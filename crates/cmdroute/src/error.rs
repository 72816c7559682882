use std::fmt;

use thiserror::Error;

use crate::condition::Trigger;

/// Why a candidate's token count was rejected.
#[derive(Debug, Clone, PartialEq, Eq)]
pub enum ArityReason {
    TooFew { min: usize, available: usize },
    TooMany { max: usize, available: usize },
    /// A required parameter had neither a token nor a default.
    Missing { parameter: String },
}

impl fmt::Display for ArityReason {
    fn fmt(&self, f: &mut fmt::Formatter<'_>) -> fmt::Result {
        match self {
            Self::TooFew { min, available } => {
                write!(f, "expected at least {min} argument(s), got {available}")
            }
            Self::TooMany { max, available } => {
                write!(f, "expected at most {max} argument(s), got {available}")
            }
            Self::Missing { parameter } => write!(f, "missing required argument '{parameter}'"),
        }
    }
}

#[derive(Debug, Clone, PartialEq, Eq, Error)]
#[error("invalid value '{raw}' for '{parameter}' ({expected}): {reason}")]
pub struct ConversionError {
    pub parameter: String,
    pub raw: String,
    pub expected: String,
    pub reason: String,
}

/// A caller refused or failed to deliver a response.
#[derive(Debug, Error)]
pub enum RespondError {
    #[error("a response was already sent for this request")]
    AlreadyResponded,
    #[error("response transport failed: {0}")]
    Transport(#[from] std::io::Error),
}

/// Every way a request can end without a successful response.
///
/// Expected failures are plain values; fault variants carry the
/// `anyhow::Error` raised by a target, condition or collaborator.
#[derive(Debug, Error)]
pub enum Failure {
    #[error("unknown command '{input}'")]
    ComponentsNotFound { input: String },
    #[error("'{path}' needs a subcommand")]
    RouteIncomplete { path: String },
    #[error("{command}: {reason}")]
    ArityMismatch { command: String, reason: ArityReason },
    #[error(transparent)]
    ConversionFailure(#[from] ConversionError),
    #[error("condition '{condition}' not met: {message}")]
    ConditionUnmet {
        condition: String,
        message: String,
        trigger: Trigger,
    },
    #[error("{command} failed: {error:#}")]
    InvocationFault {
        command: String,
        error: anyhow::Error,
    },
    #[error("unhandled: {0:#}")]
    Unhandled(anyhow::Error),
    #[error("request cancelled")]
    Cancelled,
}

impl Failure {
    /// How far the pipeline got before this failure.
    ///
    /// When several candidates fail the one with the greatest progress is
    /// reported.
    pub fn progress(&self) -> u8 {
        match self {
            Self::ComponentsNotFound { .. } => 0,
            Self::RouteIncomplete { .. } => 1,
            Self::ConditionUnmet {
                trigger: Trigger::AfterInvoke,
                ..
            } => 6,
            Self::ConditionUnmet { .. } => 2,
            Self::ArityMismatch { .. } => 3,
            Self::ConversionFailure(_) => 4,
            Self::InvocationFault { .. } => 5,
            Self::Unhandled(_) => 7,
            Self::Cancelled => 8,
        }
    }

    /// Failures a binder may absorb when an optional composite cannot be built.
    pub(crate) fn is_recoverable_bind(&self) -> bool {
        matches!(self, Self::ArityMismatch { .. } | Self::ConversionFailure(_))
    }

    /// The innermost error behind a fault; the failure itself otherwise.
    pub fn root_cause(&self) -> &(dyn std::error::Error + 'static) {
        match self {
            Self::InvocationFault { error, .. } | Self::Unhandled(error) => error.root_cause(),
            other => other,
        }
    }

    pub fn is_fault(&self) -> bool {
        matches!(self, Self::InvocationFault { .. } | Self::Unhandled(_))
    }
}

/// A component tree or dispatcher could not be assembled.
#[derive(Debug, Clone, PartialEq, Eq, Error)]
pub enum BuildError {
    #[error("{kind} at '{path}' has no alias")]
    MissingAlias { kind: &'static str, path: String },
    #[error("invalid alias '{alias}' at '{path}'")]
    InvalidAlias { alias: String, path: String },
    #[error("alias '{alias}' is declared twice under '{path}'")]
    DuplicateAlias { alias: String, path: String },
    #[error("group '{path}' declares more than one default command")]
    DuplicateDefault { path: String },
    #[error("{command}: remainder parameter '{parameter}' must be last")]
    RemainderNotLast { command: String, parameter: String },
    #[error("{command}: remainder parameter '{parameter}' cannot be nested in a composite")]
    NestedRemainder { command: String, parameter: String },
    #[error("{command}: parameter '{parameter}' is declared twice")]
    DuplicateParameter { command: String, parameter: String },
    #[error("{command}: composite parameter '{parameter}' has no sub-parameters")]
    EmptyComposite { command: String, parameter: String },
    #[error("{command}: no converter registered for '{type_key}' (parameter '{parameter}')")]
    MissingConverter {
        command: String,
        parameter: String,
        type_key: String,
    },
}

#[cfg(test)]
mod tests {
    use super::*;

    #[test]
    fn progress_orders_pipeline_stages() {
        let pre = Failure::ConditionUnmet {
            condition: "c".into(),
            message: "no".into(),
            trigger: Trigger::BeforeInvoke,
        };
        let arity = Failure::ArityMismatch {
            command: "x".into(),
            reason: ArityReason::TooFew {
                min: 1,
                available: 0,
            },
        };
        let conversion = Failure::ConversionFailure(ConversionError {
            parameter: "p".into(),
            raw: "r".into(),
            expected: "i32".into(),
            reason: "bad".into(),
        });
        let fault = Failure::InvocationFault {
            command: "x".into(),
            error: anyhow::anyhow!("boom"),
        };
        let post = Failure::ConditionUnmet {
            condition: "c".into(),
            message: "no".into(),
            trigger: Trigger::AfterInvoke,
        };
        let ranks: Vec<u8> = [&pre, &arity, &conversion, &fault, &post]
            .iter()
            .map(|f| f.progress())
            .collect();
        assert!(ranks.windows(2).all(|w| w[0] < w[1]), "{ranks:?}");
    }

    #[test]
    fn root_cause_unwraps_fault_chain() {
        let inner = std::io::Error::other("disk gone");
        let err = anyhow::Error::new(inner).context("loading state");
        let failure = Failure::InvocationFault {
            command: "load".into(),
            error: err,
        };
        assert_eq!(failure.root_cause().to_string(), "disk gone");
        assert!(failure.to_string().contains("loading state: disk gone"));
    }
}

*EXERCISE DESCRIPTION*. With "disk" as the word to match, copy each line of the records that has it.

*RESULT OF THIS EXERCISE*.
        let inner = std::io::Error::other("disk gone");
        assert_eq!(failure.root_cause().to_string(), "disk gone");
        assert!(failure.to_string().contains("loading state: disk gone"));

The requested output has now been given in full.